Try it: Please copy every line of the data in which the string "return" appears.

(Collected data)
// HLS Download Coordinator: downloads every listed segment with bounded
// parallelism, per-segment retry and cooperative cancellation.

use std::path::{Path, PathBuf};
use std::sync::Arc;
use std::sync::atomic::{AtomicUsize, Ordering};
use std::time::Duration;

use futures::StreamExt;
use futures::stream::FuturesUnordered;
use tokio::io::AsyncWriteExt;
use tokio::sync::mpsc::UnboundedSender;
use tokio_util::sync::CancellationToken;
use tracing::{debug, error, info, warn};

use crate::DownloadError;
use crate::downloader::HttpFetcher;
use crate::hls::decryption::decrypt_in_place;
use crate::hls::events::DownloadEvent;
use crate::hls::key::DecryptionKey;
use crate::hls::segment::SegmentRef;

/// How often a failing segment is tried again, and how long to wait in between.
#[derive(Debug, Clone, Copy, PartialEq, Eq)]
pub struct RetryPolicy {
    pub max_retries: u32,
    pub delay: Duration,
}

impl RetryPolicy {
    pub fn new(max_retries: u32, delay: Duration) -> Self {
        Self { max_retries, delay }
    }

    /// Total attempts a permanently failing segment receives.
    pub fn max_attempts(&self) -> u32 {
        self.max_retries.saturating_add(1)
    }
}

impl Default for RetryPolicy {
    fn default() -> Self {
        Self::new(3, Duration::from_secs(2))
    }
}

/// Final state of one segment.
#[derive(Debug, Clone, PartialEq, Eq)]
pub struct DownloadOutcome {
    pub segment: SegmentRef,
    pub success: bool,
    pub attempts: u32,
    /// Bytes written to disk by the successful attempt.
    pub bytes: u64,
    pub error: Option<String>,
}

impl DownloadOutcome {
    fn succeeded(segment: SegmentRef, attempts: u32, bytes: u64) -> Self {
        Self {
            segment,
            success: true,
            attempts,
            bytes,
            error: None,
        }
    }

    fn failed(segment: SegmentRef, attempts: u32, error: impl Into<String>) -> Self {
        Self {
            segment,
            success: false,
            attempts,
            bytes: 0,
            error: Some(error.into()),
        }
    }
}

/// State shared by every spawned download of one run.
struct SegmentWorker {
    fetcher: Arc<dyn HttpFetcher>,
    segment_dir: PathBuf,
    key: Option<Arc<DecryptionKey>>,
    retry_policy: RetryPolicy,
    cancel_token: CancellationToken,
    events: Option<UnboundedSender<DownloadEvent>>,
}

impl SegmentWorker {
    fn emit(&self, event: DownloadEvent) {
        if let Some(tx) = &self.events {
            // A closed channel only means nobody renders progress.
            let _ = tx.send(event);
        }
    }

    async fn download(&self, segment: SegmentRef) -> DownloadOutcome {
        let path = self.segment_dir.join(&segment.name);
        let mut attempts = 0u32;

        loop {
            if self.cancel_token.is_cancelled() {
                return DownloadOutcome::failed(
                    segment,
                    attempts,
                    DownloadError::Cancelled.to_string(),
                );
            }

            // Cancellation is only observed between attempts; an attempt in
            // progress runs to completion or to its read timeout.
            attempts += 1;
            let err = match self.attempt(&segment, &path).await {
                Ok(bytes) => {
                    debug!(segment = %segment.name, attempts, bytes, "Segment downloaded");
                    return DownloadOutcome::succeeded(segment, attempts, bytes);
                }
                Err(err) => err,
            };

            discard_partial(&path).await;

            if !err.is_retryable() || attempts > self.retry_policy.max_retries {
                error!(
                    segment = %segment.name,
                    url = %segment.source_url,
                    attempts,
                    error = %err,
                    "Segment failed permanently"
                );
                return DownloadOutcome::failed(segment, attempts, err.to_string());
            }

            warn!(
                segment = %segment.name,
                attempt = attempts,
                max_attempts = self.retry_policy.max_attempts(),
                error = %err,
                "Segment attempt failed, retrying"
            );
            self.emit(DownloadEvent::SegmentRetry {
                name: segment.name.clone(),
                attempt: attempts,
                delay: self.retry_policy.delay,
                reason: err.to_string(),
            });

            tokio::select! {
                _ = self.cancel_token.cancelled() => {}
                _ = tokio::time::sleep(self.retry_policy.delay) => {}
            }
        }
    }

    /// Stream the segment to disk, then decrypt it when a key is present.
    async fn attempt(&self, segment: &SegmentRef, path: &Path) -> Result<u64, DownloadError> {
        let mut stream = self
            .fetcher
            .fetch_stream(&segment.source_url, "segment")
            .await?;

        let mut file = tokio::fs::File::create(path).await?;
        let mut written = 0u64;
        while let Some(chunk) = stream.next().await {
            let chunk = chunk?;
            file.write_all(&chunk).await?;
            written += chunk.len() as u64;
        }
        file.flush().await?;
        drop(file);

        if let Some(key) = &self.key {
            decrypt_in_place(path, key).await?;
        }
        Ok(written)
    }
}

async fn discard_partial(path: &Path) {
    match tokio::fs::remove_file(path).await {
        Ok(()) => debug!(path = %path.display(), "Removed partial segment file"),
        Err(e) if e.kind() == std::io::ErrorKind::NotFound => {}
        Err(e) => warn!(path = %path.display(), error = %e, "Could not remove partial segment file"),
    }
}

/// Downloads a batch of segments into one directory.
///
/// At most `concurrency` downloads run at once. A failing segment never stops
/// the others; every segment yields exactly one [`DownloadOutcome`].
pub struct DownloadCoordinator {
    fetcher: Arc<dyn HttpFetcher>,
    segment_dir: PathBuf,
    concurrency: usize,
    key: Option<Arc<DecryptionKey>>,
    retry_policy: RetryPolicy,
    cancel_token: CancellationToken,
    events: Option<UnboundedSender<DownloadEvent>>,
    completed: Arc<AtomicUsize>,
}

impl DownloadCoordinator {
    pub fn new(
        fetcher: Arc<dyn HttpFetcher>,
        segment_dir: impl Into<PathBuf>,
        concurrency: usize,
    ) -> Self {
        Self {
            fetcher,
            segment_dir: segment_dir.into(),
            concurrency: concurrency.max(1),
            key: None,
            retry_policy: RetryPolicy::default(),
            cancel_token: CancellationToken::new(),
            events: None,
            completed: Arc::new(AtomicUsize::new(0)),
        }
    }

    pub fn with_key(mut self, key: Option<Arc<DecryptionKey>>) -> Self {
        self.key = key;
        self
    }

    pub fn with_retry_policy(mut self, policy: RetryPolicy) -> Self {
        self.retry_policy = policy;
        self
    }

    pub fn with_cancellation_token(mut self, token: CancellationToken) -> Self {
        self.cancel_token = token;
        self
    }

    pub fn with_events(mut self, events: UnboundedSender<DownloadEvent>) -> Self {
        self.events = Some(events);
        self
    }

    /// Shared count of segments completed by the current run.
    ///
    /// Reset to zero whenever [`run`](Self::run) starts.
    pub fn progress(&self) -> Arc<AtomicUsize> {
        Arc::clone(&self.completed)
    }

    pub async fn run(&self, segments: Vec<SegmentRef>) -> Vec<DownloadOutcome> {
        let total = segments.len();
        self.completed.store(0, Ordering::SeqCst);
        info!(
            total,
            concurrency = self.concurrency,
            encrypted = self.key.is_some(),
            dir = %self.segment_dir.display(),
            "Starting segment downloads"
        );
        let worker = Arc::new(SegmentWorker {
            fetcher: Arc::clone(&self.fetcher),
            segment_dir: self.segment_dir.clone(),
            key: self.key.clone(),
            retry_policy: self.retry_policy,
            cancel_token: self.cancel_token.clone(),
            events: self.events.clone(),
        });
        worker.emit(DownloadEvent::Started { total });

        let mut pending = segments.into_iter();
        let mut in_flight = FuturesUnordered::new();
        let mut outcomes = Vec::with_capacity(total);

        loop {
            while in_flight.len() < self.concurrency {
                let Some(segment) = pending.next() else { break };
                let worker = Arc::clone(&worker);
                let task_segment = segment.clone();
                let handle = tokio::spawn(async move { worker.download(task_segment).await });
                in_flight.push(async move { (segment, handle.await) });
            }

            let Some((segment, joined)) = in_flight.next().await else {
                break;
            };

            let outcome = joined.unwrap_or_else(|e| {
                error!(segment = %segment.name, error = %e, "Segment task aborted");
                DownloadOutcome::failed(segment, 0, format!("task aborted: {e}"))
            });
            self.record(&worker, &outcome, total);
            outcomes.push(outcome);
        }

        outcomes.sort_by_key(|o| o.segment.index);

        let succeeded = outcomes.iter().filter(|o| o.success).count();
        let failed = outcomes.len() - succeeded;
        info!(succeeded, failed, total, "Segment downloads finished");
        worker.emit(DownloadEvent::Finished { succeeded, failed });
        outcomes
    }

    fn record(&self, worker: &SegmentWorker, outcome: &DownloadOutcome, total: usize) {
        if outcome.success {
            let completed = self.completed.fetch_add(1, Ordering::SeqCst) + 1;
            worker.emit(DownloadEvent::SegmentCompleted {
                name: outcome.segment.name.clone(),
                bytes: outcome.bytes,
                completed,
                total,
            });
        } else {
            worker.emit(DownloadEvent::SegmentFailed {
                name: outcome.segment.name.clone(),
                attempts: outcome.attempts,
                reason: outcome.error.clone().unwrap_or_default(),
            });
        }
    }
}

Response below:
                return DownloadOutcome::failed(
                    return DownloadOutcome::succeeded(segment, attempts, bytes);
                return DownloadOutcome::failed(segment, attempts, err.to_string());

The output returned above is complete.